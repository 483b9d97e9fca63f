use std::sync::Arc;

use axum::{extract::State, routing::get, Json, Router};
use chrono::{Duration, Utc};
use chrono_tz::America::Sao_Paulo;

use crate::db::models::Slot;
use crate::db::SlotRepository;
use crate::error::AppResult;
use crate::AppState;

/// How far ahead the date picker looks.
const AVAILABLE_DATES_WINDOW_DAYS: i64 = 7;

pub fn router() -> Router<Arc<AppState>> {
    Router::new()
        .route("/available", get(available_dates))
        .route("/available-dates", get(available_slots))
}

/// Sorted distinct dates with at least one free slot in the coming week.
async fn available_dates(State(state): State<Arc<AppState>>) -> AppResult<Json<Vec<String>>> {
    let today = Utc::now().with_timezone(&Sao_Paulo).date_naive();
    let from = today.format("%Y-%m-%d").to_string();
    let to = (today + Duration::days(AVAILABLE_DATES_WINDOW_DAYS))
        .format("%Y-%m-%d")
        .to_string();

    let dates = SlotRepository::distinct_available_dates(&state.db, &from, &to).await?;
    Ok(Json(dates))
}

/// Every unbooked slot, ordered by (date, time). The front end derives the
/// pickable times from this list.
async fn available_slots(State(state): State<Arc<AppState>>) -> AppResult<Json<Vec<Slot>>> {
    let slots = SlotRepository::list_available(&state.db, None).await?;
    Ok(Json(slots))
}
use std::net::SocketAddr;
use std::sync::Arc;
use std::time::Duration;

use axum::body::Body;
use axum::{routing::get, Router};
use http::{HeaderValue, StatusCode};
use tower_governor::governor::GovernorConfigBuilder;
use tower_governor::key_extractor::SmartIpKeyExtractor;
use tower_governor::{GovernorError, GovernorLayer};
use tower_http::{cors::CorsLayer, trace::TraceLayer};
use tracing_subscriber::{layer::SubscriberExt, util::SubscriberInitExt};

mod config;
mod db;
mod error;
mod routes;
mod services;
#[cfg(test)]
mod testutils;

use config::Config;
use services::gcal::{CalendarService, GoogleCalendarService};
use services::mailer::Mailer;

pub struct AppState {
    pub db: sqlx::SqlitePool,
    pub config: Config,
    pub calendar: Arc<dyn CalendarService>,
    pub mailer: Option<Arc<Mailer>>,
}

#[tokio::main]
async fn main() -> anyhow::Result<()> {
    // Initialize tracing
    tracing_subscriber::registry()
        .with(
            tracing_subscriber::EnvFilter::try_from_default_env()
                .unwrap_or_else(|_| "agendamento_backend=debug,tower_http=debug".into()),
        )
        .with(tracing_subscriber::fmt::layer())
        .init();

    // Load configuration
    dotenvy::dotenv().ok();
    let config = Config::from_env()?;

    // Initialize database
    let pool = services::init::init_db(&config).await?;

    // Out-of-band batch job: `agendamento-backend seed-slots` populates the
    // slot table and exits without serving requests.
    if std::env::args().nth(1).as_deref() == Some("seed-slots") {
        let added = services::seeding::seed_slots(&pool).await?;
        tracing::info!("Seeding concluído: {} novos slots.", added);
        return Ok(());
    }

    tracing::info!("Starting Agendamento Espiritual backend");

    let calendar: Arc<dyn CalendarService> =
        Arc::new(GoogleCalendarService::new(&config.google, pool.clone())?);

    let mailer = match &config.mail {
        Some(mail_config) => Some(Arc::new(Mailer::new(mail_config)?)),
        None => {
            tracing::warn!("MAIL_API_URL não configurado; e-mails de confirmação desativados");
            None
        }
    };

    let app_state = Arc::new(AppState {
        db: pool,
        config: config.clone(),
        calendar,
        mailer,
    });

    // Rate limiter for the public endpoints (booking form and OAuth entry).
    let mut public_builder = GovernorConfigBuilder::default();
    public_builder.per_second(config.rate_limit.public_per_second.into());
    public_builder.burst_size(config.rate_limit.public_burst);
    public_builder.key_extractor(SmartIpKeyExtractor);
    public_builder.error_handler(governor_error_response);

    let public_gov_conf = Arc::new(
        public_builder
            .finish()
            .ok_or_else(|| anyhow::anyhow!("Failed to build public governor config"))?,
    );

    // Periodic cleanup of the limiter storage.
    {
        let limiter = public_gov_conf.limiter().clone();
        tokio::spawn(async move {
            let mut interval = tokio::time::interval(Duration::from_secs(60));
            loop {
                interval.tick().await;
                tracing::debug!("public rate limiter size: {}", limiter.len());
                limiter.retain_recent();
            }
        });
    }

    // Build router
    let app = Router::new()
        // Health check
        .route("/health", get(routes::health::health_check))
        // Owner authentication (Google OAuth)
        .nest(
            "/api/auth",
            routes::auth::router().layer(GovernorLayer {
                config: public_gov_conf.clone(),
            }),
        )
        // Slot listing for the scheduling form
        .nest("/api/slots", routes::slots::router())
        // Public booking endpoint
        .nest(
            "/api/client",
            routes::client::router().layer(GovernorLayer {
                config: public_gov_conf.clone(),
            }),
        )
        // Calendar event management (session-protected)
        .nest("/api/calendar", routes::calendar::router())
        // Add shared state
        .with_state(app_state.clone())
        // Add middleware
        .layer(TraceLayer::new_for_http())
        .layer(
            CorsLayer::new()
                .allow_origin(
                    config
                        .server
                        .frontend_url
                        .parse::<HeaderValue>()
                        .expect("Invalid FRONTEND_URL for CORS"),
                )
                .allow_methods([
                    http::Method::GET,
                    http::Method::POST,
                    http::Method::PUT,
                    http::Method::DELETE,
                    http::Method::OPTIONS,
                ])
                .allow_headers([http::header::CONTENT_TYPE, http::header::ACCEPT])
                .allow_credentials(true),
        );

    // Start server
    let addr = format!("{}:{}", config.server.host, config.server.port);
    tracing::info!("Server listening on {}", addr);

    let listener = tokio::net::TcpListener::bind(&addr).await?;
    axum::serve(
        listener,
        app.into_make_service_with_connect_info::<SocketAddr>(),
    )
    .with_graceful_shutdown(shutdown_signal())
    .await?;

    tracing::info!("Shutdown complete");
    Ok(())
}

/// 429 body in the same flat `{error}` shape the API uses elsewhere.
fn governor_error_response(error: GovernorError) -> http::Response<Body> {
    match error {
        GovernorError::TooManyRequests { wait_time, headers } => {
            let body = serde_json::json!({
                "error": "Limite de requisições excedido. Tente novamente em instantes.",
                "retryAfterSeconds": wait_time,
            })
            .to_string();

            let mut resp = http::Response::new(Body::from(body));
            *resp.status_mut() = StatusCode::TOO_MANY_REQUESTS;
            resp.headers_mut().insert(
                http::header::CONTENT_TYPE,
                HeaderValue::from_static("application/json"),
            );
            if let Some(hmap) = headers {
                for (name, value) in hmap.iter() {
                    resp.headers_mut().append(name.clone(), value.clone());
                }
            }
            resp.headers_mut().insert(
                http::header::RETRY_AFTER,
                HeaderValue::from_str(&wait_time.to_string()).unwrap(),
            );
            resp
        }
        GovernorError::UnableToExtractKey => {
            let body = serde_json::json!({
                "error": "Não foi possível determinar o IP do cliente."
            })
            .to_string();

            let mut resp = http::Response::new(Body::from(body));
            *resp.status_mut() = StatusCode::BAD_REQUEST;
            resp.headers_mut().insert(
                http::header::CONTENT_TYPE,
                HeaderValue::from_static("application/json"),
            );
            resp
        }
        GovernorError::Other { code, msg, headers } => {
            let body = msg.unwrap_or_else(|| "Rate limiting error".to_string());
            let mut resp = http::Response::new(Body::from(body));
            *resp.status_mut() =
                StatusCode::from_u16(code.as_u16()).unwrap_or(StatusCode::INTERNAL_SERVER_ERROR);
            if let Some(hmap) = headers {
                for (name, value) in hmap.iter() {
                    resp.headers_mut().append(name.clone(), value.clone());
                }
            }
            resp
        }
    }
}

async fn shutdown_signal() {
    let ctrl_c = tokio::signal::ctrl_c();

    #[cfg(unix)]
    {
        let mut term = tokio::signal::unix::signal(tokio::signal::unix::SignalKind::terminate())
            .expect("Failed to bind SIGTERM");
        tokio::select! {
            _ = ctrl_c => {},
            _ = term.recv() => {},
        }
    }

    #[cfg(not(unix))]
    {
        ctrl_c.await.expect("Failed to bind Ctrl+C");
    }

    tracing::info!("Shutdown signal received");
}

■ ■ ■ ■ ■

* Task instructions:
Look through the material above and work out how many of its lines contain "listener". State the number only.

* Exercise response:
2